So what about the campaigns? Significantly, one example: the MoveOn internet campaign ran a Ceasefire Petition garnering 300,000 signatures in three days, demanding an immediate ceasefire, which it presented to the Security Council. They’re now mobilising their extensive internet resources to press for a return to peace negotiations between Israel and Palestine, an end to Occupation and a viable Palestinian state. A few years ago, I wrote to them asking them to work on the Israeli-Palestinian conflict and received a negative response. Now the time is right, and it’s become unavoidable.
Recently there was even a unanimous statement of the Irish government’s Joint Committee on Foreign Affairs, condemning civilian deaths, the damage done to civilian infrastructure in Lebanon on such a scale as to render over 750,000 people homeless, the attack on a UN outpost which killed four peacekeepers, and the slaughter at Qana. It also called for an immediate ceasefire.
Critically, that call recommended:
“That Ireland raise at the next meeting of the EU Council of Ministers the implementation of sanctions on Israel under the terms of Article II of the Euromed Trade Agreement on grounds of human rights abuses;"
"That consideration be given to taking legal action against Israel for compensation for its killing of UN personnel and the civilian population and destruction of facilities;"
It "condemned the seizure of water resources by Israel in the region and urged the UN to establish a permanent specialized team to control and ensure the fair distribution of all water resources."
The Irish further "called for a rejection of militarism and a sustained engagement by the European Union and the UN on a set of political proposals as would support the establishment of a viable contiguous Palestinian state, and would enable true security to be provided for Israel based on accepted borders and withdrawal from occupied territories;"
"For the Irish Government to advocate at EU and UN level the establishment of an internationally sponsored Peace Process, with a permanent secretariat, to bring together all sides including Israel and the United States for negotiations.”

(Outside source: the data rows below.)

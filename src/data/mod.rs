//! Market data
//!
//! Handles:
//! - The `MarketData` interface consumed by the analysis
//! - Yahoo Finance API for spot, option chains and the ^IRX rate (free)

pub mod market;
pub mod yahoo;

pub use market::*;
pub use yahoo::*;
//! Pricing models
//!
//! Implements:
//! - Black-Scholes (closed-form pricing, vega)
//! - Newton-Raphson implied volatility solver

pub mod black_scholes;
pub mod implied_vol;

pub use black_scholes::{norm_cdf, norm_pdf};
pub use implied_vol::*;
//! Option definitions
//!
//! The option type tag and the immutable quote handed to the volatility solver.

use std::fmt;
use std::str::FromStr;

use serde::{Deserialize, Serialize};

use super::error::{MoveError, MoveResult};

/// Option type (Call or Put)
#[derive(Debug, Clone, Copy, PartialEq, Eq, Hash, Serialize, Deserialize)]
pub enum OptionType {
    Call,
    Put,
}

impl OptionType {
    pub fn as_str(&self) -> &'static str {
        match self {
            OptionType::Call => "call",
            OptionType::Put => "put",
        }
    }
}

impl fmt::Display for OptionType {
    fn fmt(&self, f: &mut fmt::Formatter<'_>) -> fmt::Result {
        f.write_str(self.as_str())
    }
}

impl FromStr for OptionType {
    type Err = MoveError;

    fn from_str(tag: &str) -> MoveResult<Self> {
        match tag.trim().to_ascii_lowercase().as_str() {
            "call" | "c" => Ok(OptionType::Call),
            "put" | "p" => Ok(OptionType::Put),
            _ => Err(MoveError::invalid_option_type(tag)),
        }
    }
}

/// Observed option price together with the contract terms needed to invert it
#[derive(Debug, Clone, Copy, PartialEq, Serialize, Deserialize)]
pub struct OptionQuote {
    /// Underlying spot price
    pub underlying_price: f64,
    /// Strike price
    pub strike_price: f64,
    /// Time to expiration in years (sign is normalized by consumers)
    pub time_to_expiration: f64,
    /// Observed market price of the option
    pub observed_price: f64,
    /// Option type (Call/Put)
    pub option_type: OptionType,
}

impl OptionQuote {
    pub fn new(
        underlying_price: f64,
        strike_price: f64,
        time_to_expiration: f64,
        observed_price: f64,
        option_type: OptionType,
    ) -> Self {
        Self {
            underlying_price,
            strike_price,
            time_to_expiration,
            observed_price,
            option_type,
        }
    }

    /// Build a quote from a free-text option type tag ("call" / "put")
    pub fn from_tag(
        underlying_price: f64,
        strike_price: f64,
        time_to_expiration: f64,
        observed_price: f64,
        tag: &str,
    ) -> MoveResult<Self> {
        let option_type = tag.parse()?;
        Ok(Self::new(
            underlying_price,
            strike_price,
            time_to_expiration,
            observed_price,
            option_type,
        ))
    }

    /// Check the pricing preconditions: positive spot and strike,
    /// non-negative observed price, finite time
    pub fn validate(&self) -> MoveResult<()> {
        if !(self.underlying_price.is_finite() && self.underlying_price > 0.0) {
            return Err(MoveError::invalid_input(format!(
                "underlying price must be positive, got {}",
                self.underlying_price
            )));
        }
        if !(self.strike_price.is_finite() && self.strike_price > 0.0) {
            return Err(MoveError::invalid_input(format!(
                "strike price must be positive, got {}",
                self.strike_price
            )));
        }
        if !(self.observed_price.is_finite() && self.observed_price >= 0.0) {
            return Err(MoveError::invalid_input(format!(
                "observed price must be non-negative, got {}",
                self.observed_price
            )));
        }
        if !self.time_to_expiration.is_finite() {
            return Err(MoveError::invalid_input("time to expiration is not finite"));
        }
        Ok(())
    }

    /// Time to expiration with a negative value folded onto its absolute value
    pub fn normalized_time(&self) -> f64 {
        normalize_time(self.time_to_expiration)
    }
}

/// Negative times (stale or mis-parsed expirations) are taken by magnitude
pub fn normalize_time(time: f64) -> f64 {
    time.abs()
}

One thinks, too, of past anti-war on Iraq street protests, huge waves of demonstrators reaching unprecedented numbers, but which failed to stop the Occupation of Iraq. Despite failing to leverage governments, who remained steadfastly deaf to their own civil society’s huge pressure, nonetheless those massive demonstrations underscored the claim that the war in Iraq was immoral, illegal under international law, unnecessary, denied all principles of democracy (proving the lie that the war was an attempt to introduce democracy to the Middle East) and – in Harold Pinter’s famous diatribe delivered when he received the Nobel Prize for Literature –
“was a bandit act, an act of blatant state terrorism, demonstrating absolute contempt for the concept of international law. The invasion was an arbitrary military action inspired by a series of lies upon lies and gross manipulation of the media and therefore of the public; an act intended to consolidate American military and economic control of the Middle East masquerading - as a last resort - all other justifications having failed to justify themselves - as liberation. A formidable assertion of military force responsible for the death and mutilation of thousands and thousands of innocent people.”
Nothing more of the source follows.